Deste quadro factual não resulta que a A. tivesse suportado ou assumido qualquer custo económico com a referida assistência, nem sequer se colhe que essa assistência tivesse sido prestada com um tal alcance, de modo a permitir a aplicação do preceituado no artigo 495.º, n.º 2, do CC, tal como entendeu a Relação.
Termos em que improcedem, nesta parte, as razões da Recorrente.
IV – Decisão
Pelo exposto, acorda-se em conceder, parcialmente, a revista interposta pela autora e negar a revista interposta pela ré, decidindo-se:
A - Alterar o acórdão recorrido nos segmentos em que se reduziu a indemnização pelo dano relativo à perda de alimentos e a compensação pela perda do direito à vida do falecido marido da A., condenando-se a ré a pagar à autora:
a) - a título daquela indemnização, a quantia de € 130.000,00 (cento e trinta mil euros), acrescida dos juros de mora legais desde a citação da ré;
b) – a quantia de € 40.000,00 (quarenta mil euros), correspondente a metade do valor de € 80.000,00 (oitenta mil euros), em sede da referida compensação pela perda do direito à vida do falecido marido da A., acrescida de juros de mora desde a data da sentença da 1.ª instância.
B - Confirmar no mais o acórdão recorrido.
As custas ficam a cargo das partes na proporção do respetivo decaimento.

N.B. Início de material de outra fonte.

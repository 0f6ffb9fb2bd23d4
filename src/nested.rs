use std::iter::zip;

use smallvec::{smallvec, SmallVec};

use crate::errors::ShapeError;

/// Marker trait for scalar (ie. non-list) element types.
///
/// This is used as a bound on the leaf type of [`NestedList`] impls and on
/// nested-array conversions to avoid conflicting impls for different
/// nesting depths.
pub trait Scalar {}

macro_rules! impl_scalar {
    ($($type:ty),*) => {
        $(impl Scalar for $type {})*
    };
}
impl_scalar!(bool, u8, i8, u16, i16, u32, i32, u64, i64, f32, f64, usize, isize);

/// A nested list literal with scalar element type `T` and a nesting depth
/// fixed by the implementing type.
///
/// The extents of such a literal are not encoded in its type: each level may
/// contain inner lists of any length, so a literal must be validated as
/// rectangular before it can describe an array.
/// [`derive_extents`](NestedList::derive_extents) performs that validation
/// and reports the common extent of every level, and
/// [`flatten_into`](NestedList::flatten_into) copies the elements out in
/// logical order.
///
/// Impls are provided for `Vec` nestings up to depth 6.
pub trait NestedList<T> {
    /// Nesting depth of this list type. A `Vec<T>` has rank 1.
    const RANK: usize;

    /// Fill `extents` with the length of the lists at each nesting level.
    ///
    /// `extents` must have length [`RANK`](NestedList::RANK). Fails with
    /// [`ShapeError::Jagged`] if two lists at the same level have different
    /// lengths. The reported depth is the 1-based nesting level of the
    /// mismatching lists, counting the outermost list as level 1.
    fn derive_extents(&self, extents: &mut [usize]) -> Result<(), ShapeError>;

    /// Append every element to `out` in logical (row-major) order.
    fn flatten_into(&self, out: &mut Vec<T>);
}

/// Bump the nesting level of a jaggedness error by one, for propagation
/// from an inner list to its parent.
fn deepen(err: ShapeError) -> ShapeError {
    match err {
        ShapeError::Jagged { depth } => ShapeError::Jagged { depth: depth + 1 },
        err => err,
    }
}

/// Derive the extents of a list whose items are themselves nested lists.
///
/// The first item determines the inner extents; every other item must
/// match them. An empty outer list has zero extents at every inner level.
fn derive_outer<T, L: NestedList<T>>(
    items: &[L],
    extents: &mut [usize],
) -> Result<(), ShapeError> {
    extents[0] = items.len();

    let Some((first, rest)) = items.split_first() else {
        extents[1..].fill(0);
        return Ok(());
    };
    first.derive_extents(&mut extents[1..]).map_err(deepen)?;

    let mut item_extents: SmallVec<[usize; 8]> = smallvec![0; extents.len() - 1];
    for item in rest {
        item.derive_extents(&mut item_extents).map_err(deepen)?;
        let mismatch =
            zip(item_extents.iter(), extents[1..].iter()).position(|(a, b)| a != b);
        if let Some(pos) = mismatch {
            return Err(ShapeError::Jagged { depth: pos + 2 });
        }
    }
    Ok(())
}

impl<T: Clone + Scalar> NestedList<T> for Vec<T> {
    const RANK: usize = 1;

    fn derive_extents(&self, extents: &mut [usize]) -> Result<(), ShapeError> {
        extents[0] = self.len();
        Ok(())
    }

    fn flatten_into(&self, out: &mut Vec<T>) {
        out.extend_from_slice(self);
    }
}

macro_rules! impl_nested_list {
    ($rank:literal, $list:ty) => {
        impl<T: Clone + Scalar> NestedList<T> for $list {
            const RANK: usize = $rank;

            fn derive_extents(&self, extents: &mut [usize]) -> Result<(), ShapeError> {
                derive_outer(self, extents)
            }

            fn flatten_into(&self, out: &mut Vec<T>) {
                for item in self {
                    item.flatten_into(out);
                }
            }
        }
    };
}

impl_nested_list!(2, Vec<Vec<T>>);
impl_nested_list!(3, Vec<Vec<Vec<T>>>);
impl_nested_list!(4, Vec<Vec<Vec<Vec<T>>>>);
impl_nested_list!(5, Vec<Vec<Vec<Vec<Vec<T>>>>>);
impl_nested_list!(6, Vec<Vec<Vec<Vec<Vec<Vec<T>>>>>>);
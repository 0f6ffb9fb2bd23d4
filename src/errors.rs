//! Error types that are reported by matrix construction and view operations.

use std::error::Error;
use std::fmt::{Display, Formatter};

/// Errors that can occur when constructing a matrix from nested literal data
/// or from a shape plus a flat buffer.
#[derive(Debug, PartialEq)]
pub enum ShapeError {
    /// The nested data is not rectangular: two sibling lists at the same
    /// nesting depth derived different shapes.
    Jagged {
        /// Nesting depth (1-indexed, outermost level is 1) at which the
        /// mismatch was found.
        depth: usize,
    },

    /// A rank of zero was requested. A matrix always has at least one
    /// dimension.
    ZeroRank,

    /// The storage length was expected to exactly match the product of the
    /// shape, and it did not.
    LengthMismatch,
}

impl Display for ShapeError {
    fn fmt(&self, f: &mut Formatter<'_>) -> std::fmt::Result {
        match self {
            ShapeError::Jagged { depth } => {
                write!(f, "nested data is jagged at depth {}", depth)
            }
            ShapeError::ZeroRank => write!(f, "rank must be at least 1"),
            ShapeError::LengthMismatch => write!(f, "data length does not match shape"),
        }
    }
}

impl Error for ShapeError {}

/// Error in a matrix operation if the dimension count is incorrect.
#[derive(Debug, PartialEq)]
pub struct DimensionError {}

impl Display for DimensionError {
    fn fmt(&self, f: &mut Formatter<'_>) -> std::fmt::Result {
        write!(f, "dim count is incorrect")
    }
}

impl Error for DimensionError {}

/// Errors that can occur when slicing a matrix or extracting a row.
#[derive(Clone, Debug, PartialEq)]
pub enum SliceError {
    /// The number of selectors does not equal the matrix's dimension count.
    WrongDimCount,

    /// A referenced axis is out of bounds for the matrix's dimension count.
    InvalidAxis,

    /// An index selector is out of bounds for the corresponding matrix
    /// dimension.
    InvalidIndex,

    /// A range selector starts beyond the end of, or requests a length that
    /// extends beyond, the corresponding matrix dimension.
    InvalidRange,

    /// A range selector has a step of zero.
    InvalidStep,
}

impl Display for SliceError {
    fn fmt(&self, f: &mut Formatter<'_>) -> std::fmt::Result {
        match self {
            SliceError::WrongDimCount => {
                write!(f, "selector count does not match dim count")
            }
            SliceError::InvalidAxis => write!(f, "axis is invalid"),
            SliceError::InvalidIndex => write!(f, "slice index is invalid"),
            SliceError::InvalidRange => write!(f, "slice range is invalid"),
            SliceError::InvalidStep => write!(f, "slice step is invalid"),
        }
    }
}

impl Error for SliceError {}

Lisboa, 4 de junho de 2020
Manuel Tomé Soares Gomes (Relator)
Maria da Graça Trigo
Maria Rosa Tching
Nos termos do artigo 15.º-A do Dec.-Lei n.º 10-A/2020, de 13-03, aditado pelo Dec.-Lei n.º 20/20, de 01-05, para os efeitos do disposto no artigo 153.º, n.º 1, do CPC, atesto que o presente acórdão foi aprovado com o voto de conformidade das Exm.ªs Juízas-Adjuntas Maria da Graça Trigo e Maria Rosa Tching, que não assinam pelo facto de a sessão de julgamento (virtual) ter decorrido mediante teleconferência.
Lisboa, 4 de junho de 2020
O Juiz Relator
Manuel Tomé Soares Gomes
[1] In Das Obrigações em Geral, Vol. I, Almedina, 10.ª Edição, 2006, pp. 623.
[2] Ob. cit. p. 622.
[3] Vide acórdão do STJ de 19/02/2014, no processo n.º 1229/10.9TAPDL-L1.S1, acessível na Internet – http://www.dgsi.jstj, p. 30.
[4] Vide, Obrigações em Geral, Vol. 1.º, 9.ª Edição, pag. 501, acórdão do STJ, de 20/10/2009, no processo nº 85/07.9 TCGMT.G1, http://www. dgsi.pt
[5] Citado no acórdão do STJ de 19/02/2014, no processo n.º 1229/10.9TAPDL-L1.S1.
[6] Acórdão relatado pela Juíza Conselheira Maria da Graça Trigo, aqui 1.ª adjunta, e acessível em www.dgsi.pt.